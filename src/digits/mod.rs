//! Fixed-width decimal digit handling.
//!
//! Every operation in this crate works with values of a fixed [`Width`]: a value `x` of width
//! `N` is always interpreted as exactly `N` decimal digits, padded with leading zeros. The
//! padding matters, because the Kaprekar map sorts *all* `N` digits (including the leading
//! zeros) before subtracting. As such, width is never implied; it is always passed along
//! explicitly with the value.

mod multiset;


use crate::error::{KaprekarError, KaprekarResult};
pub use multiset::DigitMultiset;
use std::fmt::{Display, Formatter};

/// The largest supported width. `10^19` is the largest power of ten that fits into `u64`.
pub const MAX_WIDTH: usize = 19;

/// `POWERS_OF_TEN[i] == 10^i` for every supported width.
pub(crate) const POWERS_OF_TEN: [u64; MAX_WIDTH + 1] = {
    let mut table = [1u64; MAX_WIDTH + 1];
    let mut i = 1;
    while i <= MAX_WIDTH {
        table[i] = table[i - 1] * 10;
        i += 1;
    }
    table
};

/// A validated number of decimal digits (`1..=MAX_WIDTH`).
#[derive(Copy, Clone, PartialEq, Eq, Hash, PartialOrd, Ord, Debug)]
#[cfg_attr(
    feature = "serde",
    derive(serde::Serialize, serde::Deserialize),
    serde(try_from = "usize", into = "usize")
)]
pub struct Width(u8);

impl Width {
    /// Create a new [`Width`], failing with [`KaprekarError::InvalidWidth`] for zero and
    /// [`KaprekarError::UnsupportedWidth`] when `10^width` would overflow `u64`.
    pub fn new(width: usize) -> KaprekarResult<Width> {
        if width == 0 || width > MAX_WIDTH {
            return Err(KaprekarError::bad_width(width));
        }
        Ok(Width(width as u8))
    }

    /// The number of digits.
    pub fn get(self) -> usize {
        usize::from(self.0)
    }

    /// The number of distinct values of this width, i.e. `10^width`.
    pub fn state_space(self) -> u64 {
        POWERS_OF_TEN[self.get()]
    }

    /// Check that `value` lies in `[0, 10^width)`.
    pub fn check(self, value: u64) -> KaprekarResult<u64> {
        if value < self.state_space() {
            Ok(value)
        } else {
            Err(KaprekarError::InvalidValue {
                value,
                width: self.get(),
            })
        }
    }

    /// Format `value` zero-padded to this width.
    pub fn pad(self, value: u64) -> String {
        format!("{:0width$}", value, width = self.get())
    }
}

impl TryFrom<usize> for Width {
    type Error = KaprekarError;

    fn try_from(value: usize) -> Result<Self, Self::Error> {
        Width::new(value)
    }
}

impl From<Width> for usize {
    fn from(value: Width) -> Self {
        value.get()
    }
}

impl Display for Width {
    fn fmt(&self, f: &mut Formatter<'_>) -> std::fmt::Result {
        write!(f, "{}", self.0)
    }
}

/// Split `value` into exactly `width` decimal digits, most significant digit first.
///
/// Fails with [`KaprekarError::InvalidValue`] if `value >= 10^width`.
pub fn to_digits(value: u64, width: Width) -> KaprekarResult<Vec<u8>> {
    let mut rest = width.check(value)?;
    let mut digits = vec![0u8; width.get()];
    for digit in digits.iter_mut().rev() {
        *digit = (rest % 10) as u8;
        rest /= 10;
    }
    Ok(digits)
}

/// Interpret a sequence of decimal digits (most significant first, leading zeros allowed)
/// as an integer.
///
/// Fails with [`KaprekarError::InvalidDigit`] for elements above `9` and with
/// [`KaprekarError::UnsupportedWidth`] for sequences longer than [`MAX_WIDTH`].
pub fn from_digits(digits: &[u8]) -> KaprekarResult<u64> {
    if digits.len() > MAX_WIDTH {
        return Err(KaprekarError::bad_width(digits.len()));
    }
    digits.iter().try_fold(0u64, |value, &digit| {
        if digit > 9 {
            Err(KaprekarError::InvalidDigit { digit })
        } else {
            Ok(value * 10 + u64::from(digit))
        }
    })
}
━━━━━━━━━━
# WHAT TO DO
Return every line of the material in which the word "Fails" is found.

# YOUR SOLUTION
/// Fails with [`KaprekarError::InvalidValue`] if `value >= 10^width`.
/// Fails with [`KaprekarError::InvalidDigit`] for elements above `9` and with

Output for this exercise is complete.